May 2, 2024 #1 Local News, Information and Event Source for the Century City/Westwood areas.

Column: Nine-Bill Housing Package Derails Local Choices

By Tom Elias, Century City-Westwood News Columnist

The silver lining provided by some past pandemics has been that they opened minds, awakening entire nations and continents to what was wrong with the way things previously were.

So it was, for example, with the bubonic plague of the 1300s, also known as the “black death,” which produced labor shortages that started the demise of the feudal system, turning serfs into free people if they could reach the walled cities of the time.

But there is little evidence that California’s leading lawmakers have seen the many changes the coronavirus pandemic has wrought in California. No, even though COVID-19 has killed well over 8,400 Californians, current legislative leaders still pursue their old, pre-pandemic goals as if nothing were different.

That’s especially true in housing, where seismic change is about to occur as businesses increasingly abandon office towers, creating vast new vacant spaces that will inevitably become housing units. This will create the dense housing sought for years by the likes of Democratic state Sen. Scott Wiener and fellow Democratic Sen. Toni Atkins of San Diego, the state Senate’s powerful president pro tem.

New and current reality, which sees office leasing around California at its lowest levels since the Great Recession, with more and more companies telling workers to operate from home, has not dented these folks’ thinking. They persist in fighting the last war, always a losing proposition for military leaders and often equally disastrous for politicians.

The best example of their thinking is a nine-bill package mostly sponsored by Wiener and Atkins, joined by other knee-jerk liberals like Berkeley’s Sen. Nancy Skinner and Assembly members Buffy Wicks of Oakland, Richard Bloom of Santa Monica, Lorena Gonzalez of San Diego and David Chiu of San Francisco.

As the Legislature sort-of returns from its second virus-induced recess of the year – a period when lawmakers ceded virtually all state authority to Gov. Gavin Newsom – the nine-bill housing package will start moving quickly through committees. It has backing from developers and labor unions, both major financial backers of many Democratic lawmakers.

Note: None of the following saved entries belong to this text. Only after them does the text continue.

#[cfg(test)]
mod tests {
    use super::*;

    #[test]
    fn lookup_is_case_insensitive() {
        let reg = CodecRegistry::with_builtins();
        assert!(reg.has("PCM"));
        assert!(reg.has("Pcmu"));
        assert!(reg.create_encode("PCMA", &CodecConfig::default(), &CodecConfig::default()).is_ok());
    }

    #[test]
    fn unknown_codec_errors() {
        let reg = CodecRegistry::with_builtins();
        let err = match reg
            .create_encode("nonexistent", &CodecConfig::default(), &CodecConfig::default())
        {
            Ok(_) => panic!("expected an error"),
            Err(e) => e,
        };
        assert!(matches!(err, Error::CodecNotSupported(_)));
    }

    #[test]
    fn opus_errors_at_call_time_not_lookup_time() {
        let reg = CodecRegistry::with_builtins();
        let f = reg
            .create_encode("opus", &CodecConfig::default(), &CodecConfig::default())
            .expect("lookup succeeds");
        let err = f(&Packet::Audio(AudioPacket::default())).unwrap_err();
        assert!(matches!(err, Error::CodecNotSupported(_)));
    }

    #[test]
    fn strip_wav_header_removes_44_bytes() {
        let mut data = vec![0u8; 44];
        data[0..4].copy_from_slice(b"RIFF");
        data.extend_from_slice(&[1, 2, 3, 4]);
        assert_eq!(strip_wav_header(&data), &[1, 2, 3, 4]);
    }

    #[test]
    fn strip_wav_header_passes_through_non_wav() {
        let data = vec![1, 2, 3, 4];
        assert_eq!(strip_wav_header(&data), &[1, 2, 3, 4][..]);
    }

    #[test]
    fn split_frames_without_duration_is_single_packet() {
        let config = CodecConfig {
            frame_duration: None,
            ..Default::default()
        };
        let frames = split_frames(&[1, 2, 3, 4, 5], &config);
        assert_eq!(frames.len(), 1);
    }

    #[test]
    fn split_frames_clamps_out_of_range_duration() {
        let config = CodecConfig {
            frame_duration: Some(std::time::Duration::from_millis(1)),
            sample_rate: 16_000,
            ..Default::default()
        };
        // clamped to 20ms -> 320 bytes/frame at 16kHz
        let data = vec![0u8; 640];
        let frames = split_frames(&data, &config);
        assert_eq!(frames.len(), 2);
    }

    #[test]
    fn split_frames_sizes_by_frame_duration() {
        let config = CodecConfig {
            frame_duration: Some(std::time::Duration::from_millis(20)),
            sample_rate: 8_000,
            ..Default::default()
        };
        // 20ms @ 8kHz = 160 bytes/frame
        let data = vec![0u8; 320];
        let frames = split_frames(&data, &config);
        assert_eq!(frames.len(), 2);
        assert_eq!(frames[0].as_audio().unwrap().payload.len(), 160);
    }
}
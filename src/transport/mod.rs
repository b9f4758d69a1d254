//! Transport abstraction: the capability a session consumes to move
//! packets in and out, plus the router-facing connector view of one.

pub mod manager;

use std::sync::atomic::{AtomicBool, Ordering};
use std::sync::Arc;

use async_trait::async_trait;

use crate::codec::CodecConfig;
use crate::error::Result;
use crate::packet::Packet;
use crate::session_types::Direction;

pub use manager::{Filter, FilterOutcome, ManagerSink, TransportManager};

/// Outcome of one `Transport::next()` call.
pub enum NextOutcome {
    Packet(Packet),
    /// Graceful end of stream. The ingress loop demotes this to a
    /// `hangup` state, never an error.
    Eof,
}

/// The capability a transport implementation must provide. The session
/// only calls `next` from its ingress loop, `send` from its egress loop,
/// and `close` from cleanup -- it never mixes those roles.
#[async_trait]
pub trait Transport: Send + Sync {
    /// Blocks until the next inbound packet, EOF, or an error.
    async fn next(&self) -> Result<NextOutcome>;

    /// Sends one packet out. Returns the number of bytes written.
    async fn send(&self, packet: &Packet) -> Result<usize>;

    /// The codec this transport speaks on the wire.
    fn codec(&self) -> CodecConfig;

    /// Called once when the transport is added to a session.
    fn attach(&self, session_id: &str);

    /// Releases any underlying resources. Idempotent.
    async fn close(&self) -> Result<()>;

    /// Stable human-readable identity, used in logs.
    fn name(&self) -> String;
}

/// The router-facing view of a transport: identity, direction, and an
/// active flag that routing consults before selecting a destination.
pub struct TransportConnector {
    pub id: String,
    pub transport: Arc<dyn Transport>,
    pub direction: Direction,
    active: AtomicBool,
}

impl TransportConnector {
    pub fn new(id: impl Into<String>, transport: Arc<dyn Transport>, direction: Direction) -> Self {
        Self {
            id: id.into(),
            transport,
            direction,
            active: AtomicBool::new(true),
        }
    }

    pub fn is_active(&self) -> bool {
        self.active.load(Ordering::Acquire)
    }

    pub fn set_active(&self, active: bool) {
        self.active.store(active, Ordering::Release);
    }
}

Among other things, this package would effectively end single-family zoning in California, a longtime Wiener goal. It does this by allowing four market-priced homes on all lots that now have just one, with neither affordable units nor new parking spaces required. This alone could lead to wide disruption of residential neighborhoods if many homeowners take the wads of cash developers would soon proffer.

Another bill allows city councils to overturn laws passed by local voters which protect open-space on shorelines or other green areas. The package also allows cities to rezone any parcel they like to allow 10-unit apartment buildings, in spite of any prior restrictions. It decreases the amount of affordable housing developers must include in a project to get it expanded beyond current local limits, giving developers a 50 percent “density bonus” if they build more affordable units than now required.

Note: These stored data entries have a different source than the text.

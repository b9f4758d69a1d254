//! Packet model: the tagged union of media units flowing through a session.
//!
//! The source this crate is grounded on dispatches on an interface with
//! type assertions; here that becomes a sealed enum matched with `match`.

use std::fmt;

/// A single unit of media data moving through the session.
#[derive(Debug, Clone, PartialEq)]
pub enum Packet {
    Audio(AudioPacket),
    Text(TextPacket),
    Close(ClosePacket),
}

/// Maximum allowed `AudioPacket::payload` size (see invariant 6).
pub const MAX_AUDIO_PAYLOAD_BYTES: usize = 64 * 1024;

#[derive(Debug, Clone, PartialEq, Default)]
pub struct AudioPacket {
    pub play_id: String,
    pub sequence: u64,
    pub payload: Vec<u8>,
    pub is_first_packet: bool,
    pub is_end_packet: bool,
    pub is_synthesized: bool,
    pub is_silence: bool,
    pub source_text: String,
}

#[derive(Debug, Clone, PartialEq, Default)]
pub struct TextPacket {
    pub play_id: String,
    pub text: String,
    pub sequence: u64,
    pub start_at: Option<std::time::SystemTime>,
    pub is_transcribed: bool,
    pub is_llm_generated: bool,
    pub is_partial: bool,
    pub is_end: bool,
}

#[derive(Debug, Clone, PartialEq, Default)]
pub struct ClosePacket {
    pub reason: String,
}

impl ClosePacket {
    pub fn new(reason: impl Into<String>) -> Self {
        Self {
            reason: reason.into(),
        }
    }
}

impl Packet {
    /// Wire bytes for this packet. Empty for `Close`.
    pub fn body(&self) -> &[u8] {
        match self {
            Packet::Audio(p) => &p.payload,
            Packet::Text(p) => p.text.as_bytes(),
            Packet::Close(_) => &[],
        }
    }

    /// Size in bytes used by the packet monitor for metrics accounting.
    /// Audio uses payload length, text uses UTF-8 byte length, close
    /// contributes zero (it is counted separately).
    pub fn size_bytes(&self) -> usize {
        match self {
            Packet::Audio(p) => p.payload.len(),
            Packet::Text(p) => p.text.len(),
            Packet::Close(_) => 0,
        }
    }

    pub fn is_audio(&self) -> bool {
        matches!(self, Packet::Audio(_))
    }

    pub fn is_text(&self) -> bool {
        matches!(self, Packet::Text(_))
    }

    pub fn is_close(&self) -> bool {
        matches!(self, Packet::Close(_))
    }

    pub fn as_audio(&self) -> Option<&AudioPacket> {
        match self {
            Packet::Audio(p) => Some(p),
            _ => None,
        }
    }

    pub fn as_text(&self) -> Option<&TextPacket> {
        match self {
            Packet::Text(p) => Some(p),
            _ => None,
        }
    }
}

impl fmt::Display for Packet {
    fn fmt(&self, f: &mut fmt::Formatter<'_>) -> fmt::Result {
        match self {
            Packet::Audio(p) => write!(
                f,
                "AudioPacket{{play_id={}, seq={}, bytes={}, first={}, end={}, synthesized={}, silence={}}}",
                p.play_id,
                p.sequence,
                p.payload.len(),
                p.is_first_packet,
                p.is_end_packet,
                p.is_synthesized,
                p.is_silence
            ),
            Packet::Text(p) => write!(
                f,
                "TextPacket{{play_id={}, seq={}, len={}, partial={}, end={}}}",
                p.play_id,
                p.sequence,
                p.text.len(),
                p.is_partial,
                p.is_end
            ),
            Packet::Close(p) => write!(f, "ClosePacket{{reason={}}}", p.reason),
        }
    }
}

impl From<AudioPacket> for Packet {
    fn from(p: AudioPacket) -> Self {
        Packet::Audio(p)
    }
}

impl From<TextPacket> for Packet {
    fn from(p: TextPacket) -> Self {
        Packet::Text(p)
    }
}

impl From<ClosePacket> for Packet {
    fn from(p: ClosePacket) -> Self {
        Packet::Close(p)
    }
}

And it allows tall apartment and condominium buildings wherever neighborhood businesses now exist. So much for city- or county-imposed height limits.

This package aims to encourage more and more Californians to move into high-rise buildings and abandon their cars for public transit. It comes just when, rather than flocking to mass transit and ride-sharing services, most urban Californians are opting to drive private cars. Fears of contagion on public transit of all kinds stoke this trend, which sees ridership on trains and buses greatly reduced from last year.

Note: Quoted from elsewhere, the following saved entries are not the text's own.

//! Stateful byte-stream resampler for 16-bit little-endian PCM.
//!
//! Unlike the sinc-based `rubato` resampler used elsewhere in nodes that
//! can afford fixed-size chunking, this contract is a raw `Write`/`Samples`
//! byte-stream converter with no frame-size assumption, so the
//! interpolation is hand-rolled rather than routed through `rubato`.

/// Interpolation kernel used to reconstruct samples at non-integer source
/// positions.
#[derive(Debug, Clone, Copy, PartialEq, Eq)]
pub enum Interpolation {
    Linear,
    /// Cubic Hermite (Catmull-Rom); falls back to linear at the first/last
    /// sample where neighbours are unavailable.
    Cubic,
}

/// Converts a stream of 16-bit LE PCM samples from `source_rate` to
/// `target_rate`, carrying fractional phase and interpolation history
/// across `write` calls.
pub struct Resampler {
    source_rate: u32,
    target_rate: u32,
    mode: Interpolation,
    buffer: Vec<i16>,
    read_pos: f64,
    output: Vec<u8>,
}

impl Resampler {
    pub fn new(source_rate: u32, target_rate: u32, mode: Interpolation) -> Self {
        Self {
            source_rate,
            target_rate,
            mode,
            buffer: Vec::new(),
            read_pos: 0.0,
            output: Vec::new(),
        }
    }

    /// Feeds raw PCM16LE bytes in. Returns the number of bytes accepted.
    /// Odd-length input is rejected: nothing is buffered and zero is
    /// returned.
    pub fn write(&mut self, data: &[u8]) -> usize {
        if data.len() % 2 != 0 {
            return 0;
        }
        if data.is_empty() {
            return 0;
        }

        if self.source_rate == self.target_rate {
            self.output.extend_from_slice(data);
            return data.len();
        }

        let new_samples = data.chunks_exact(2).map(|b| i16::from_le_bytes([b[0], b[1]]));
        self.buffer.extend(new_samples);
        self.produce();
        data.len()
    }

    /// Returns all bytes converted since the last call and clears the
    /// internal output buffer. Does not clear interpolation state.
    pub fn samples(&mut self) -> Vec<u8> {
        std::mem::take(&mut self.output)
    }

    fn produce(&mut self) {
        let ratio = self.source_rate as f64 / self.target_rate as f64;
        let margin: usize = match self.mode {
            Interpolation::Linear => 1,
            Interpolation::Cubic => 2,
        };

        loop {
            let idx = self.read_pos.floor() as usize;
            if idx + margin >= self.buffer.len() {
                break;
            }
            let frac = self.read_pos - idx as f64;
            let sample = match self.mode {
                Interpolation::Linear => lerp(self.buffer[idx], self.buffer[idx + 1], frac),
                Interpolation::Cubic => {
                    if idx == 0 || idx + 2 >= self.buffer.len() {
                        lerp(self.buffer[idx], self.buffer[idx + 1], frac)
                    } else {
                        cubic_hermite(
                            self.buffer[idx - 1],
                            self.buffer[idx],
                            self.buffer[idx + 1],
                            self.buffer[idx + 2],
                            frac,
                        )
                    }
                }
            };
            self.output.extend_from_slice(&sample.to_le_bytes());
            self.read_pos += ratio;
        }

        // Trim consumed history, keeping one sample of lookback for cubic
        // continuity across write() boundaries.
        let keep_margin = if matches!(self.mode, Interpolation::Cubic) { 1 } else { 0 };
        let drop = (self.read_pos.floor() as usize).saturating_sub(keep_margin);
        if drop > 0 && drop <= self.buffer.len() {
            self.buffer.drain(0..drop);
            self.read_pos -= drop as f64;
        }
    }
}

fn lerp(a: i16, b: i16, t: f64) -> i16 {
    let v = a as f64 + (b as f64 - a as f64) * t;
    v.round().clamp(i16::MIN as f64, i16::MAX as f64) as i16
}

fn cubic_hermite(p0: i16, p1: i16, p2: i16, p3: i16, t: f64) -> i16 {
    let (p0, p1, p2, p3) = (p0 as f64, p1 as f64, p2 as f64, p3 as f64);
    let t2 = t * t;
    let t3 = t2 * t;
    let a0 = -0.5 * p0 + 1.5 * p1 - 1.5 * p2 + 0.5 * p3;
    let a1 = p0 - 2.5 * p1 + 2.0 * p2 - 0.5 * p3;
    let a2 = -0.5 * p0 + 0.5 * p2;
    let a3 = p1;
    let v = a0 * t3 + a1 * t2 + a2 * t + a3;
    v.round().clamp(i16::MIN as f64, i16::MAX as f64) as i16
}

#[cfg(test)]
mod tests {
    use super::*;

    fn pcm_bytes(samples: &[i16]) -> Vec<u8> {
        samples.iter().flat_map(|s| s.to_le_bytes()).collect()
    }

    #[test]
    fn equal_rates_are_pass_through() {
        let mut r = Resampler::new(16_000, 16_000, Interpolation::Linear);
        let input = pcm_bytes(&[1, 2, 3, 4]);
        assert_eq!(r.write(&input), input.len());
        assert_eq!(r.samples(), input);
    }

    #[test]
    fn odd_length_input_is_rejected() {
        let mut r = Resampler::new(16_000, 8_000, Interpolation::Linear);
        assert_eq!(r.write(&[1, 2, 3]), 0);
        assert!(r.samples().is_empty());
    }

    #[test]
    fn samples_drains_and_clears_output() {
        let mut r = Resampler::new(8_000, 16_000, Interpolation::Linear);
        r.write(&pcm_bytes(&[0, 100, 200, 300, 400, 500]));
        let first = r.samples();
        assert!(!first.is_empty());
        assert!(r.samples().is_empty());
    }

    #[test]
    fn upsampling_roughly_doubles_sample_count() {
        let mut r = Resampler::new(8_000, 16_000, Interpolation::Linear);
        let input: Vec<i16> = (0..200).map(|i| (i * 10) as i16).collect();
        r.write(&pcm_bytes(&input));
        let out = r.samples();
        let out_samples = out.len() / 2;
        // allow some slack for buffered lookahead not yet emitted
        assert!(out_samples > 350 && out_samples <= 400, "out_samples={out_samples}");
    }

    #[test]
    fn downsampling_roughly_halves_sample_count() {
        let mut r = Resampler::new(16_000, 8_000, Interpolation::Linear);
        let input: Vec<i16> = (0..400).map(|i| (i * 10) as i16).collect();
        r.write(&pcm_bytes(&input));
        let out = r.samples();
        let out_samples = out.len() / 2;
        assert!(out_samples > 180 && out_samples <= 200, "out_samples={out_samples}");
    }

    #[test]
    fn cubic_falls_back_to_linear_at_edges() {
        let mut linear = Resampler::new(8_000, 12_000, Interpolation::Linear);
        let mut cubic = Resampler::new(8_000, 12_000, Interpolation::Cubic);
        let input = pcm_bytes(&[0, 1000]);
        linear.write(&input);
        cubic.write(&input);
        // Too short to produce any output under either mode; this just
        // exercises that cubic doesn't panic on insufficient history.
        assert!(linear.samples().len() <= 2);
        assert!(cubic.samples().len() <= 2);
    }

    #[test]
    fn state_carries_across_write_calls() {
        let mut streaming = Resampler::new(8_000, 16_000, Interpolation::Linear);
        let input: Vec<i16> = (0..400).map(|i| (i * 5) as i16).collect();
        let bytes = pcm_bytes(&input);
        let mut total = 0usize;
        for chunk in bytes.chunks(20) {
            streaming.write(chunk);
            total += streaming.samples().len();
        }

        let mut bulk = Resampler::new(8_000, 16_000, Interpolation::Linear);
        bulk.write(&bytes);
        let bulk_total = bulk.samples().len();

        // chunked delivery should produce a comparable amount of output to
        // one bulk write (within interpolation-margin slack).
        assert!(
            (total as i64 - bulk_total as i64).unsigned_abs() < 8,
            "total={total} bulk_total={bulk_total}"
        );
    }
}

None of this is needed. As more and more office space becomes vacant, there’s ever less call for new construction. What’s more, when conversion of office towers to residential use heats up, there will be more new housing than required to fill the state’s needs, estimated at about 3 million new units by 2025.

That timetable, of course, can be met easily by conversions, but not by new construction, which will inevitably be held up by lawsuits and environmental issues.

It adds up to a picture of blinkered, single-minded legislators pursuing old goals with little relevance in the post-pandemic world to come. That’s why the current housing package deserves to disappear, just like Wiener’s past failed efforts to rid California of single-family homes.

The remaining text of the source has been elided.